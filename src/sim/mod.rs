// sim/ - Ripple simulation
//
// One world object owns the height field, the refractor and the config.
// The host owns the timer: it calls tick() once per frame interval and
// presents pixels() after every tick, including the one that settles.

mod field;

pub use field::HeightField;

use crate::config::RippleConfig;
use crate::error::RippleError;
use crate::render::Refractor;

/// Ripple simulation world
pub struct RippleWorld {
    config: RippleConfig,
    field: HeightField,
    refractor: Refractor,
    // Running while drops are live; Idle once a tick finds no energy
    active: bool,
}

impl RippleWorld {
    /// Build a world sized to the source image. `texture` is the RGBA pixel
    /// snapshot of the image and is never mutated; the output buffer starts
    /// as a copy of it.
    pub fn new(
        width: u32,
        height: u32,
        texture: Vec<u8>,
        config: RippleConfig,
    ) -> Result<Self, RippleError> {
        let refractor = Refractor::new(width, height, texture)?;
        Ok(Self {
            config,
            field: HeightField::new(width as usize, height as usize),
            refractor,
            active: false,
        })
    }

    /// Inject a drop at surface coordinates. Starts the simulation if idle;
    /// the host should check is_active() afterwards and arm its timer.
    pub fn add_drop(&mut self, x: i32, y: i32) {
        self.field.add_drop(
            x,
            y,
            self.config.drop_radius as i32,
            self.config.drop_depth as i32,
        );
        self.active = true;
    }

    /// Advance one tick, refracting every changed cell into the output
    /// buffer. Returns true while energy remains; the first tick returning
    /// false leaves the world idle.
    pub fn tick(&mut self) -> bool {
        let depth = self.config.drop_depth as i32;
        let refractor = &mut self.refractor;

        let found = self
            .field
            .step(self.config.damping_shift, |i, j, value| {
                refractor.refract(i, j, value, depth);
            });

        self.active = found;
        found
    }

    /// Running (drops live) vs Idle (settled, timer may stop)
    pub fn is_active(&self) -> bool {
        self.active
    }

    /// RGBA output buffer, ready for the host to present
    pub fn pixels(&self) -> &[u8] {
        self.refractor.output()
    }

    pub fn config(&self) -> &RippleConfig {
        &self.config
    }

    pub fn width(&self) -> u32 {
        self.field.width() as u32
    }

    pub fn height(&self) -> u32 {
        self.field.height() as u32
    }

    #[cfg(test)]
    fn field(&self) -> &HeightField {
        &self.field
    }
}
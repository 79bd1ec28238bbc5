// img2ripple - Render water ripple frames over a still image
//
// Usage: cargo run --bin img2ripple -- <image> [--ticks N] [--drops N]
//                                              [--every K] [--out DIR]
//                                              [--radius N] [--depth N] [--damping N]
//
// Drops are scattered over the first half of the run; frames are written as
// PNGs until the requested tick count is reached or the water settles.

use std::env;
use std::path::{Path, PathBuf};

use ripple_engine::{RippleConfig, RippleWorld};
use simplelog::{ColorChoice, Config, LevelFilter, TermLogger, TerminalMode};

// ============================================================================
// Random drop placement (xorshift32)
// ============================================================================

fn rand(rng: &mut u32) -> f32 {
    *rng ^= *rng << 13;
    *rng ^= *rng >> 17;
    *rng ^= *rng << 5;
    (*rng >> 8) as f32 * (1.0 / 16777216.0)
}

// ============================================================================
// Frame output
// ============================================================================

fn save_frame(world: &RippleWorld, dir: &Path, frame: usize) {
    let buffer = image::RgbaImage::from_raw(world.width(), world.height(), world.pixels().to_vec())
        .expect("frame buffer");
    let path = dir.join(format!("frame_{:04}.png", frame));
    buffer.save(&path).expect("write frame");
}

// ============================================================================
// Main
// ============================================================================

fn main() {
    TermLogger::init(
        LevelFilter::Info,
        Config::default(),
        TerminalMode::Mixed,
        ColorChoice::Auto,
    )
    .ok();

    let args: Vec<String> = env::args().collect();
    if args.len() < 2 {
        eprintln!(
            "Usage: {} <image> [--ticks N] [--drops N] [--every K] [--out DIR]",
            args[0]
        );
        std::process::exit(1);
    }

    let image_path = &args[1];
    let mut ticks = 400usize;
    let mut drops = 5usize;
    let mut every = 4usize;
    let mut out = PathBuf::from("frames");
    let mut config = RippleConfig::default();

    let mut i = 2;
    while i < args.len() {
        let number = args.get(i + 1).and_then(|s| s.parse::<f64>().ok());
        match args[i].as_str() {
            "--ticks" => { ticks = number.unwrap_or(400.0) as usize; i += 2; }
            "--drops" => { drops = number.unwrap_or(5.0) as usize; i += 2; }
            "--every" => { every = (number.unwrap_or(4.0) as usize).max(1); i += 2; }
            "--out" => { out = args.get(i + 1).map(PathBuf::from).unwrap_or(out); i += 2; }
            "--radius" => { config.set("dropRadius", number.unwrap_or(-1.0)); i += 2; }
            "--depth" => { config.set("dropDepth", number.unwrap_or(-1.0)); i += 2; }
            "--damping" => { config.set("dampingShift", number.unwrap_or(-1.0)); i += 2; }
            _ => i += 1,
        }
    }

    println!("Rippling {} ({} drops, {} ticks)...", image_path, drops, ticks);

    let img = image::open(image_path).expect("open image").to_rgba8();
    let (width, height) = img.dimensions();
    let mut world =
        RippleWorld::new(width, height, img.into_raw(), config).expect("build world");

    std::fs::create_dir_all(&out).expect("create output dir");
    println!("  Surface {}x{}, writing every {} ticks to {}", width, height, every, out.display());

    // Scatter the drops across the first half of the run
    let drop_spacing = ((ticks / 2).max(1) / drops.max(1)).max(1);
    let mut rng = 0xDEADBEEFu32;
    let mut injected = 0usize;
    let mut frames = 0usize;

    for tick in 0..ticks {
        if injected < drops && tick % drop_spacing == 0 {
            let x = (rand(&mut rng) * width as f32) as i32;
            let y = (rand(&mut rng) * height as f32) as i32;
            world.add_drop(x, y);
            injected += 1;
            println!("  Drop {} at ({}, {})", injected, x, y);
        }

        world.tick();

        if tick % every == 0 {
            save_frame(&world, &out, frames);
            frames += 1;
        }

        if injected == drops && !world.is_active() {
            println!("  Settled after {} ticks", tick + 1);
            break;
        }
    }

    // Final frame shows the fully settled surface
    save_frame(&world, &out, frames);
    frames += 1;

    println!("Done! {} frames", frames);
}
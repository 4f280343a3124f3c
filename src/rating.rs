//! Weighted rating computation from raw stat lines.

use serde::{Deserialize, Serialize};

use crate::constants::{
    DEFAULT_DEFENSIVE_WEIGHT, DEFAULT_OFFENSIVE_WEIGHT, DEFAULT_THREE_POINT_WEIGHT,
};
use crate::error::{SimError, Stage};
use crate::team::{Conference, RatedTeam, TeamStatLine};

/// Weights applied to the three rating terms.
///
/// Values are used exactly as supplied; they are not required to sum to 1
/// and are never renormalized.
#[derive(Debug, Clone, PartialEq, Serialize, Deserialize)]
pub struct WeightingConfig {
    pub offensive: f64,
    pub defensive: f64,
    pub three_point: f64,
}

impl WeightingConfig {
    pub fn new(offensive: f64, defensive: f64, three_point: f64) -> Self {
        WeightingConfig {
            offensive,
            defensive,
            three_point,
        }
    }

    /// Reject negative or non-finite weights.
    pub fn validate(&self) -> Result<(), SimError> {
        for (name, value) in [
            ("offensive", self.offensive),
            ("defensive", self.defensive),
            ("three-point", self.three_point),
        ] {
            if !(value >= 0.0 && value.is_finite()) {
                return Err(SimError::InvalidWeighting {
                    stage: Stage::Ratings,
                    weight: name,
                    value,
                });
            }
        }
        Ok(())
    }
}

impl Default for WeightingConfig {
    fn default() -> Self {
        WeightingConfig {
            offensive: DEFAULT_OFFENSIVE_WEIGHT,
            defensive: DEFAULT_DEFENSIVE_WEIGHT,
            three_point: DEFAULT_THREE_POINT_WEIGHT,
        }
    }
}

/// Convert one stat line into a rated team.
///
/// The defensive term is inverted so that a lower defensive rating raises
/// the scalar, making higher uniformly better across all three terms.
fn rate_team(line: &TeamStatLine, weighting: &WeightingConfig) -> Result<RatedTeam, SimError> {
    let invalid = |reason: &str| SimError::InvalidStat {
        stage: Stage::Ratings,
        team: line.name.clone(),
        reason: reason.to_string(),
    };

    let conference = Conference::from_label(&line.conference)
        .ok_or_else(|| invalid(&format!("unknown conference label {:?}", line.conference)))?;

    if !line.offensive_rating.is_finite()
        || !line.defensive_rating.is_finite()
        || !line.three_point_pct.is_finite()
    {
        return Err(invalid("non-finite stat value"));
    }
    if line.defensive_rating == 0.0 {
        return Err(invalid("defensive rating of zero cannot be inverted"));
    }

    let weighted_rating = line.offensive_rating * weighting.offensive
        + (1.0 / line.defensive_rating) * weighting.defensive
        + line.three_point_pct * weighting.three_point;

    Ok(RatedTeam {
        name: line.name.clone(),
        conference,
        offensive_rating: line.offensive_rating,
        defensive_rating: line.defensive_rating,
        three_point_pct: line.three_point_pct,
        wins: line.wins,
        losses: line.losses,
        weighted_rating,
    })
}

/// Compute weighted ratings for a full set of stat lines.
///
/// Input order is preserved; seeding order is applied by the bracket stage.
///
/// # Errors
/// `InvalidWeighting` for a negative weight, `InvalidStat` for an unknown
/// conference label, a non-finite stat, or a zero defensive rating.
pub fn compute_ratings(
    stats: &[TeamStatLine],
    weighting: &WeightingConfig,
) -> Result<Vec<RatedTeam>, SimError> {
    weighting.validate()?;
    stats.iter().map(|line| rate_team(line, weighting)).collect()
}

/// Teams of one conference in seed order: descending weighted rating, ties
/// broken by winning percentage, then name, so replays are stable.
pub fn rank_conference(teams: &[RatedTeam], conference: Conference) -> Vec<RatedTeam> {
    let mut ranked: Vec<RatedTeam> = teams
        .iter()
        .filter(|t| t.conference == conference)
        .cloned()
        .collect();
    ranked.sort_by(|a, b| {
        b.weighted_rating
            .partial_cmp(&a.weighted_rating)
            .unwrap_or(std::cmp::Ordering::Equal)
            .then(
                b.win_pct()
                    .partial_cmp(&a.win_pct())
                    .unwrap_or(std::cmp::Ordering::Equal),
            )
            .then_with(|| a.name.cmp(&b.name))
    });
    ranked
}
//! Play-in resolution for seeds 7-10 of a conference.

use serde::{Deserialize, Serialize};

use crate::constants::{DIRECT_QUALIFIERS, PLAY_IN_FIELD};
use crate::error::{SimError, Stage};
use crate::game::{play_game, GameRecord, Side};
use crate::rng::RandomSource;
use crate::team::{Conference, RatedTeam};

/// Record of one conference's three-game play-in.
#[derive(Debug, Clone, PartialEq, Serialize, Deserialize)]
pub struct PlayInResult {
    /// Games 1-3 of the mini-bracket
    pub games: Vec<GameRecord>,
    pub seventh_seed: RatedTeam,
    pub eighth_seed: RatedTeam,
}

/// Resolve seeds 7-10 into the final 7th and 8th seeds.
///
/// Input is one conference ranked by descending weighted rating; teams
/// ranked 11th or lower are eliminated before the play-in. Single games,
/// not series:
/// - game 1: seed 7 vs seed 8, winner takes the 7th seed, loser to game 3;
/// - game 2: seed 9 vs seed 10, winner to game 3, loser eliminated;
/// - game 3: game-1 loser vs game-2 winner, winner takes the 8th seed.
///
/// When home-court advantage is enabled the better-ranked side of each
/// pairing hosts. Returns the eight bracket seeds in order plus the
/// three-game record.
pub fn resolve_play_in<R: RandomSource>(
    ranked: &[RatedTeam],
    conference: Conference,
    use_luck_factor: bool,
    use_home_court_advantage: bool,
    rng: &mut R,
) -> Result<(Vec<RatedTeam>, PlayInResult), SimError> {
    if ranked.len() < PLAY_IN_FIELD {
        return Err(SimError::InsufficientTeams {
            stage: Stage::PlayIn,
            conference,
            required: PLAY_IN_FIELD,
            actual: ranked.len(),
        });
    }

    let seed7 = &ranked[6];
    let seed8 = &ranked[7];
    let seed9 = &ranked[8];
    let seed10 = &ranked[9];

    let (seventh, g1_loser, game1) =
        single_game(1, seed7, seed8, use_luck_factor, use_home_court_advantage, rng)?;
    let (g2_winner, _, game2) =
        single_game(2, seed9, seed10, use_luck_factor, use_home_court_advantage, rng)?;
    let (eighth, _, game3) = single_game(
        3,
        &g1_loser,
        &g2_winner,
        use_luck_factor,
        use_home_court_advantage,
        rng,
    )?;

    tracing::debug!(
        conference = %conference,
        seventh = %seventh.name,
        eighth = %eighth.name,
        "play-in resolved"
    );

    let mut seeds: Vec<RatedTeam> = ranked[..DIRECT_QUALIFIERS].to_vec();
    seeds.push(seventh.clone());
    seeds.push(eighth.clone());

    Ok((
        seeds,
        PlayInResult {
            games: vec![game1, game2, game3],
            seventh_seed: seventh,
            eighth_seed: eighth,
        },
    ))
}

/// One play-in game. The first-named side is the better-ranked team and
/// hosts when home-court advantage is enabled.
fn single_game<R: RandomSource>(
    game: u8,
    first: &RatedTeam,
    second: &RatedTeam,
    use_luck_factor: bool,
    use_home_court_advantage: bool,
    rng: &mut R,
) -> Result<(RatedTeam, RatedTeam, GameRecord), SimError> {
    let home_first = use_home_court_advantage;
    let side = play_game(first, second, home_first, use_luck_factor, Stage::PlayIn, rng)?;
    let (winner, loser) = match side {
        Side::A => (first.clone(), second.clone()),
        Side::B => (second.clone(), first.clone()),
    };
    let record = GameRecord {
        game,
        winner: winner.name.clone(),
        home_first,
    };
    Ok((winner, loser, record))
}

* [Exercise]:
Copy all the lines above that hold the string "enabled".

* [Expected output]:
/// When home-court advantage is enabled the better-ranked side of each
/// hosts when home-court advantage is enabled.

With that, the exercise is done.